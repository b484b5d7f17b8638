//! WeightLab CLI: allocation, signal inspection and config scaffolding.
//!
//! Commands:
//! - `allocate`: run the pipeline and write the allocation artifacts
//! - `signals`: print the signal bank and adjustment factors
//! - `init-config`: write a default `weightlab.toml`

mod logging;

use anyhow::{bail, Context, Result};
use chrono::NaiveDate;
use clap::{Parser, Subcommand};
use std::path::{Path, PathBuf};
use weightlab_runner::export::{export_signals_csv, save_artifacts};
use weightlab_runner::{apply_outcome, run_allocation, LoggingConfig, RunConfig, RunOutcome};

#[derive(Parser)]
#[command(
    name = "weightlab",
    about = "WeightLab CLI, signal-weighted portfolio allocation"
)]
struct Cli {
    #[command(subcommand)]
    command: Commands,
}

#[derive(Subcommand)]
enum Commands {
    /// Allocate a budget across the configured assets.
    Allocate {
        /// Path to a TOML config file.
        #[arg(long, default_value = "weightlab.toml")]
        config: PathBuf,

        /// Budget override.
        #[arg(long)]
        budget: Option<f64>,

        /// Seed override for the Markov sampling.
        #[arg(long)]
        seed: Option<u64>,

        /// Evaluation date (YYYY-MM-DD). Defaults to the config value, then today.
        #[arg(long)]
        as_of: Option<String>,

        /// Output directory override.
        #[arg(long)]
        output_dir: Option<PathBuf>,

        /// Buy the allocation into the portfolio file.
        #[arg(long, default_value_t = false)]
        apply: bool,
    },
    /// Print signal bank rows and adjustment breakdowns.
    Signals {
        /// Path to a TOML config file.
        #[arg(long, default_value = "weightlab.toml")]
        config: PathBuf,

        /// Print JSON instead of CSV.
        #[arg(long, default_value_t = false)]
        json: bool,
    },
    /// Write a default config file.
    InitConfig {
        path: PathBuf,

        /// Overwrite an existing file.
        #[arg(long, default_value_t = false)]
        force: bool,
    },
}

fn main() -> Result<()> {
    let cli = Cli::parse();

    match cli.command {
        Commands::Allocate {
            config,
            budget,
            seed,
            as_of,
            output_dir,
            apply,
        } => run_allocate_cmd(&config, budget, seed, as_of, output_dir, apply),
        Commands::Signals { config, json } => run_signals_cmd(&config, json),
        Commands::InitConfig { path, force } => run_init_config(&path, force),
    }
}

fn load_config(path: &Path) -> Result<RunConfig> {
    let config = RunConfig::from_file(path)
        .with_context(|| format!("failed to load config {}", path.display()))?;
    logging::init_logging(&config.logging);
    Ok(config)
}

fn run_allocate_cmd(
    config_path: &Path,
    budget: Option<f64>,
    seed: Option<u64>,
    as_of: Option<String>,
    output_dir: Option<PathBuf>,
    apply: bool,
) -> Result<()> {
    let mut config = load_config(config_path)?;
    if let Some(budget) = budget {
        config.budget = budget;
    }
    if seed.is_some() {
        config.seed = seed;
    }
    if let Some(date) = as_of.as_deref() {
        let parsed = NaiveDate::parse_from_str(date, "%Y-%m-%d")
            .with_context(|| format!("invalid --as-of date '{date}'"))?;
        config.as_of = Some(parsed);
    }
    if let Some(dir) = output_dir {
        config.output.dir = dir;
    }
    config.validate().context("invalid configuration")?;

    let (inputs, outcome) = run_allocation(&config).context("allocation run failed")?;
    print_summary(&outcome);

    let run_dir = save_artifacts(&outcome, &config.output.dir)?;
    println!("Artifacts saved to: {}", run_dir.display());

    if apply {
        let updated = apply_outcome(&config, &inputs, &outcome)
            .context("failed to apply allocation to portfolio")?;
        println!(
            "Portfolio updated: {} ({} positions)",
            config.data.portfolio.display(),
            updated.len()
        );
    }
    Ok(())
}

fn run_signals_cmd(config_path: &Path, json: bool) -> Result<()> {
    let config = load_config(config_path)?;
    let (_, outcome) = run_allocation(&config).context("signal run failed")?;
    let report = &outcome.report;

    if json {
        let value = serde_json::json!({
            "as_of": report.run.as_of,
            "signals": report.signals,
            "adjustments": report.adjusted.breakdowns,
        });
        println!("{}", serde_json::to_string_pretty(&value)?);
    } else {
        print!("{}", export_signals_csv(&outcome)?);
    }
    Ok(())
}

fn run_init_config(path: &Path, force: bool) -> Result<()> {
    logging::init_logging(&LoggingConfig::default());
    if path.exists() && !force {
        bail!("{} already exists (use --force to overwrite)", path.display());
    }
    let text = RunConfig::default().to_toml()?;
    std::fs::write(path, text).with_context(|| format!("failed to write {}", path.display()))?;
    println!("Wrote default config to {}", path.display());
    Ok(())
}

fn print_summary(outcome: &RunOutcome) {
    let report = &outcome.report;
    let short_id = outcome.run_id.get(..12).unwrap_or(&outcome.run_id);
    println!("Run {short_id} (as of {})", report.run.as_of);
    println!(
        "Budget {:.2}, seed {}, {} assets",
        report.run.budget,
        report.run.seed,
        report.adjusted.weights.len()
    );
    println!();
    println!("{:<8} {:>10} {:>10} {:>12}", "Symbol", "Weight", "Factor", "Amount");
    for (symbol, weight) in report.adjusted.weights.iter() {
        let factor = report
            .adjusted
            .breakdowns
            .get(symbol)
            .map(|b| b.factor())
            .unwrap_or(1.0);
        let amount = report.allocation.amount(symbol).unwrap_or(0.0);
        println!("{symbol:<8} {weight:>10.4} {factor:>10.3} {amount:>12.2}");
    }
    println!("{:<8} {:>10} {:>10} {:>12.2}", "Total", "", "", report.allocation.total());

    if !report.issues.is_empty() {
        println!();
        println!("{} soft issue(s); see report.json", report.issues.len());
    }
}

● ● ●

EXERCISE DESCRIPTION:
Where a line of the records contains the word "bail", copy that line.

ANSWER FOR THE TASK:
use anyhow::{bail, Context, Result};
        bail!("{} already exists (use --force to overwrite)", path.display());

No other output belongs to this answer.